Este delgado volumen concluye de manera más bien abrupta, pero no tiene lo que el autor nos ha enseñado a esperar de un final. De hecho, cabe preguntarse si llegó a terminar el libro. Empezó a escribirlo hace más de una década, y luego lo dejó de lado para escribir sus memorias, Volar en círculos. Y aunque se dice que Proyecto Silverview es su última novela acabada, evidentemente no fue la última en la que trabajó. En el epílogo, el hijo del autor, Nick Cornwell, conjetura que su padre se resistía a publicar el libro porque “hace algo que ninguna otra novela de Le Carré había hecho antes: muestra un servicio dividido, no siempre amable con aquellos a los que debería cuidar, y que ya no está seguro de poder justificarse”.
De hecho, el personaje más importante de Le Carré, George Smiley, tenía sus rivales en la agencia, y la equivalencia moral no de las causas, sino de los métodos, era un tema central en la obra del novelista. El protagonista de El espía que surgió del frío, Alec Leamas, es un caso de agotamiento profesional que considera a los agentes secretos, ya sean aliados o adversarios, “un miserable desfile de tontos vanidosos, además de traidores”. Dale a un estafador convicciones y una burocracia, parecía insinuar Le Carré, y tendrás la élite de los servicios secretos, en la que cada relación humana se evalúa como un activo o un punto vulnerable.
Esta es la razón por la que las mayores escenas de interrogatorio de Le Carré son los interrogatorios a uno mismo. Y si Proyecto Silverview da la sensación de no estar ejecutado del todo, su juicio de la ambivalencia moral sigue estando exquisitamente calibrado. Además, los esfuerzos menores no desmerecen a novelistas de la talla de Le Carré. Henry James no cerró su carrera con su magistral El cuenco de oro, sino con el lánguido y esquemático El grito.

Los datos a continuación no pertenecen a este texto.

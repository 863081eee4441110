use chrono::{FixedOffset, Offset, Utc};

use super::switches;

/// Context passed into every bind/read call.
#[derive(Debug, Clone, Copy, PartialEq, Eq)]
pub struct MappingOptions {
    /// Host temporal bounds <-> provider infinity sentinels.
    pub infinity_aliasing: bool,
    /// Offset-preserving `timestamptz` writes, session-offset reads.
    pub legacy_timestamps: bool,
    /// Session time zone used by legacy timestamp mode.
    pub session_offset: FixedOffset,
}

impl Default for MappingOptions {
    fn default() -> Self {
        Self {
            infinity_aliasing: true,
            legacy_timestamps: false,
            session_offset: utc(),
        }
    }
}

impl MappingOptions {
    /// Snapshot the process-wide switches now. Session offset is UTC.
    pub fn current() -> Self {
        let s = switches::snapshot();
        Self {
            infinity_aliasing: s.infinity_conversions,
            legacy_timestamps: s.legacy_timestamp_behavior,
            session_offset: utc(),
        }
    }

    pub fn with_infinity_aliasing(mut self, enabled: bool) -> Self {
        self.infinity_aliasing = enabled;
        self
    }

    pub fn with_legacy_timestamps(mut self, enabled: bool) -> Self {
        self.legacy_timestamps = enabled;
        self
    }

    pub fn with_session_offset(mut self, offset: FixedOffset) -> Self {
        self.session_offset = offset;
        self
    }
}

pub(crate) fn utc() -> FixedOffset {
    Utc.fix()
}

#[cfg(test)]
mod tests {
    use super::*;

    #[test]
    fn test_defaults() {
        let opts = MappingOptions::default();
        assert!(opts.infinity_aliasing);
        assert!(!opts.legacy_timestamps);
        assert_eq!(opts.session_offset.local_minus_utc(), 0);
    }

    #[test]
    fn test_builders() {
        let plus2 = FixedOffset::east_opt(7200).unwrap();
        let opts = MappingOptions::default()
            .with_infinity_aliasing(false)
            .with_legacy_timestamps(true)
            .with_session_offset(plus2);
        assert!(!opts.infinity_aliasing);
        assert!(opts.legacy_timestamps);
        assert_eq!(opts.session_offset, plus2);
    }
}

En la República de la Literatura hay sitio para los dos.
El desengaño de los viejos espías
En un instante de la novela, Stewart visita a Joan y Philip, los antiguos entrenadores de Edward Avon, ahora jubilados y debilitados, pero que en su día fueron la pareja de oro del MI6. Los viejos espías son presentados como personas honradas que, al final de sus días, se han dado cuenta de que el trabajo de sus vidas no ha dado ningún fruto. “No hicimos mucho para cambiar el curso de la historia humana, ¿verdad?” le dice Philip a Stewart con pesar. “De viejo espía a viejo espía, creo que habría sido más útil dirigiendo un club de chicos”. Esta idea de que un pequeño paso separa una vida inútil de una fructífera es otra de las preocupaciones constantes de Le Carré.